Material for this exercise:
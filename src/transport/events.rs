//! Transport lifecycle events and connection status.

use std::fmt;
use std::time::Duration;

use serde::{Deserialize, Serialize};
use tokio::sync::mpsc;

use super::message::TransportMessage;
use crate::platform::MediaKind;

/// Externally observed connection status.
#[derive(Debug, Clone, Copy, PartialEq, Eq, Default, Serialize, Deserialize)]
#[serde(rename_all = "lowercase")]
pub enum ConnectionStatus {
    /// No transport, or the transport was closed.
    #[default]
    Disconnected,
    /// Handshake or reconnection in progress.
    Connecting,
    /// Channel open.
    Connected,
    /// Retries exhausted or handshake failed.
    Failed,
}

impl fmt::Display for ConnectionStatus {
    fn fmt(&self, f: &mut fmt::Formatter<'_>) -> fmt::Result {
        let s = match self {
            Self::Disconnected => "disconnected",
            Self::Connecting => "connecting",
            Self::Connected => "connected",
            Self::Failed => "failed",
        };
        f.write_str(s)
    }
}

/// Which transport implementation is in use.
#[derive(Debug, Clone, Copy, PartialEq, Eq, Hash, Serialize, Deserialize)]
#[serde(rename_all = "lowercase")]
pub enum TransportKind {
    /// Peer-to-peer data channel and media tracks.
    Local,
    /// WebSocket through a relay.
    Relay,
}

impl fmt::Display for TransportKind {
    fn fmt(&self, f: &mut fmt::Formatter<'_>) -> fmt::Result {
        match self {
            Self::Local => f.write_str("local"),
            Self::Relay => f.write_str("relay"),
        }
    }
}

/// Events emitted by a transport.
#[derive(Debug, Clone, PartialEq)]
pub enum TransportEvent {
    /// Channel opened (again, after a reconnect).
    Connected,
    /// Channel closed.
    Disconnected {
        /// The transport will try to reopen on its own.
        will_retry: bool,
    },
    /// Waiting before the next open attempt.
    Reconnecting {
        /// 1-based attempt number.
        attempt: u32,
        /// Delay before the attempt.
        delay: Duration,
    },
    /// Terminal failure; no further attempts.
    Failed {
        /// Last error.
        reason: String,
    },
    /// Something went wrong.
    Error {
        /// Human-readable description.
        message: String,
        /// The transport is unusable afterwards.
        fatal: bool,
    },
    /// A validated message for the active session.
    Message(TransportMessage),
    /// The peer started sending a media track.
    RemoteTrack {
        /// Track kind.
        kind: MediaKind,
    },
}

/// Receiving side of a transport's events.
pub type EventStream = mpsc::UnboundedReceiver<TransportEvent>;

/// Sending side of a transport's events.
///
/// Emitting never blocks; events are dropped once the receiver is gone.
#[derive(Debug, Clone)]
pub struct EventSink {
    tx: mpsc::UnboundedSender<TransportEvent>,
}

impl EventSink {
    /// Emit an event.
    pub fn emit(&self, event: TransportEvent) {
        let _ = self.tx.send(event);
    }

    /// Emit an error event.
    pub fn error(&self, message: impl Into<String>, fatal: bool) {
        self.emit(TransportEvent::Error {
            message: message.into(),
            fatal,
        });
    }
}

/// Create a connected sink/stream pair.
pub fn event_channel() -> (EventSink, EventStream) {
    let (tx, rx) = mpsc::unbounded_channel();
    (EventSink { tx }, rx)
}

Exercise brief: The output should match the records above exactly, line for line.

The answer:
filename src/transport/events.rs
//! Transport lifecycle events and connection status.

use std::fmt;
use std::time::Duration;

use serde::{Deserialize, Serialize};
use tokio::sync::mpsc;

use super::message::TransportMessage;
use crate::platform::MediaKind;

/// Externally observed connection status.
#[derive(Debug, Clone, Copy, PartialEq, Eq, Default, Serialize, Deserialize)]
#[serde(rename_all = "lowercase")]
pub enum ConnectionStatus {
    /// No transport, or the transport was closed.
    #[default]
    Disconnected,
    /// Handshake or reconnection in progress.
    Connecting,
    /// Channel open.
    Connected,
    /// Retries exhausted or handshake failed.
    Failed,
}

impl fmt::Display for ConnectionStatus {
    fn fmt(&self, f: &mut fmt::Formatter<'_>) -> fmt::Result {
        let s = match self {
            Self::Disconnected => "disconnected",
            Self::Connecting => "connecting",
            Self::Connected => "connected",
            Self::Failed => "failed",
        };
        f.write_str(s)
    }
}

/// Which transport implementation is in use.
#[derive(Debug, Clone, Copy, PartialEq, Eq, Hash, Serialize, Deserialize)]
#[serde(rename_all = "lowercase")]
pub enum TransportKind {
    /// Peer-to-peer data channel and media tracks.
    Local,
    /// WebSocket through a relay.
    Relay,
}

impl fmt::Display for TransportKind {
    fn fmt(&self, f: &mut fmt::Formatter<'_>) -> fmt::Result {
        match self {
            Self::Local => f.write_str("local"),
            Self::Relay => f.write_str("relay"),
        }
    }
}

/// Events emitted by a transport.
#[derive(Debug, Clone, PartialEq)]
pub enum TransportEvent {
    /// Channel opened (again, after a reconnect).
    Connected,
    /// Channel closed.
    Disconnected {
        /// The transport will try to reopen on its own.
        will_retry: bool,
    },
    /// Waiting before the next open attempt.
    Reconnecting {
        /// 1-based attempt number.
        attempt: u32,
        /// Delay before the attempt.
        delay: Duration,
    },
    /// Terminal failure; no further attempts.
    Failed {
        /// Last error.
        reason: String,
    },
    /// Something went wrong.
    Error {
        /// Human-readable description.
        message: String,
        /// The transport is unusable afterwards.
        fatal: bool,
    },
    /// A validated message for the active session.
    Message(TransportMessage),
    /// The peer started sending a media track.
    RemoteTrack {
        /// Track kind.
        kind: MediaKind,
    },
}

/// Receiving side of a transport's events.
pub type EventStream = mpsc::UnboundedReceiver<TransportEvent>;

/// Sending side of a transport's events.
///
/// Emitting never blocks; events are dropped once the receiver is gone.
#[derive(Debug, Clone)]
pub struct EventSink {
    tx: mpsc::UnboundedSender<TransportEvent>,
}

impl EventSink {
    /// Emit an event.
    pub fn emit(&self, event: TransportEvent) {
        let _ = self.tx.send(event);
    }

    /// Emit an error event.
    pub fn error(&self, message: impl Into<String>, fatal: bool) {
        self.emit(TransportEvent::Error {
            message: message.into(),
            fatal,
        });
    }
}

/// Create a connected sink/stream pair.
pub fn event_channel() -> (EventSink, EventStream) {
    let (tx, rx) = mpsc::unbounded_channel();
    (EventSink { tx }, rx)
}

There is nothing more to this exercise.